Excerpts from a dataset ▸
******************************

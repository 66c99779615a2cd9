//! SHA-256 digests of files and the `<file>.sha256` sidecar that records them.

use std::fmt;
use std::fs::File;
use std::io::Read;
use std::path::{Path, PathBuf};
use std::str::FromStr;

use crate::error::{Result, VerificationError};
use crate::hasher::{Hasher, Sha256Hasher};

#[derive(Debug, Clone, Copy, PartialEq, Eq, Hash)]
pub struct Sha256Digest([u8; 32]);

impl Sha256Digest {
    pub fn from_bytes(bytes: [u8; 32]) -> Self {
        Self(bytes)
    }

    pub fn as_bytes(&self) -> &[u8; 32] {
        &self.0
    }

    pub fn to_hex(&self) -> String {
        hex::encode(self.0)
    }

    /// Fail unless `actual` equals `self`.
    pub fn verify(&self, actual: &Sha256Digest) -> Result<()> {
        if self == actual {
            Ok(())
        } else {
            Err(VerificationError::Mismatch {
                expected: self.to_hex(),
                actual: actual.to_hex(),
            })
        }
    }
}

impl TryFrom<Vec<u8>> for Sha256Digest {
    type Error = VerificationError;

    fn try_from(bytes: Vec<u8>) -> Result<Self> {
        let arr: [u8; 32] = bytes
            .try_into()
            .map_err(|b: Vec<u8>| VerificationError::InvalidDigest(hex::encode(b)))?;
        Ok(Self(arr))
    }
}

impl FromStr for Sha256Digest {
    type Err = VerificationError;

    fn from_str(s: &str) -> Result<Self> {
        let s = s.trim();
        if s.len() != 64 {
            return Err(VerificationError::InvalidDigest(s.to_string()));
        }
        let mut out = [0u8; 32];
        hex::decode_to_slice(s, &mut out)
            .map_err(|_| VerificationError::InvalidDigest(s.to_string()))?;
        Ok(Self(out))
    }
}

impl fmt::Display for Sha256Digest {
    fn fmt(&self, f: &mut fmt::Formatter<'_>) -> fmt::Result {
        f.write_str(&self.to_hex())
    }
}

/// Hash a file in fixed-size chunks.
pub fn digest_file(path: &Path) -> Result<Sha256Digest> {
    let read_err = |e| VerificationError::Read {
        path: path.to_path_buf(),
        source: e,
    };
    let mut file = File::open(path).map_err(read_err)?;
    let mut hasher = Sha256Hasher::new();
    let mut buf = [0u8; 64 * 1024];
    loop {
        let n = file.read(&mut buf).map_err(read_err)?;
        if n == 0 {
            break;
        }
        hasher.update(&buf[..n]);
    }
    Sha256Digest::try_from(hasher.finalize())
}

pub fn sidecar_path(path: &Path) -> PathBuf {
    let mut name = path.file_name().map(|n| n.to_os_string()).unwrap_or_default();
    name.push(".sha256");
    path.with_file_name(name)
}

/// Read the digest recorded next to `path`, if any.
pub fn read_sidecar(path: &Path) -> Result<Option<Sha256Digest>> {
    let sidecar = sidecar_path(path);
    match std::fs::read_to_string(&sidecar) {
        Ok(content) => {
            let hex = content.split_whitespace().next().unwrap_or_default();
            hex.parse().map(Some)
        }
        Err(e) if e.kind() == std::io::ErrorKind::NotFound => Ok(None),
        Err(e) => Err(VerificationError::Read {
            path: sidecar,
            source: e,
        }),
    }
}

/// Record `digest` next to `path` in `sha256sum` format.
pub fn write_sidecar(path: &Path, digest: &Sha256Digest) -> Result<()> {
    let sidecar = sidecar_path(path);
    let name = path
        .file_name()
        .map(|n| n.to_string_lossy().into_owned())
        .unwrap_or_default();
    std::fs::write(&sidecar, format!("{digest}  {name}\n")).map_err(|e| {
        VerificationError::Write {
            path: sidecar,
            source: e,
        }
    })
}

******************************

TASK TO COMPLETE ▸
Read through the entries and copy each line in which "type" appears.

ANSWER FOR THE TASK ▸
    type Error = VerificationError;
    type Err = VerificationError;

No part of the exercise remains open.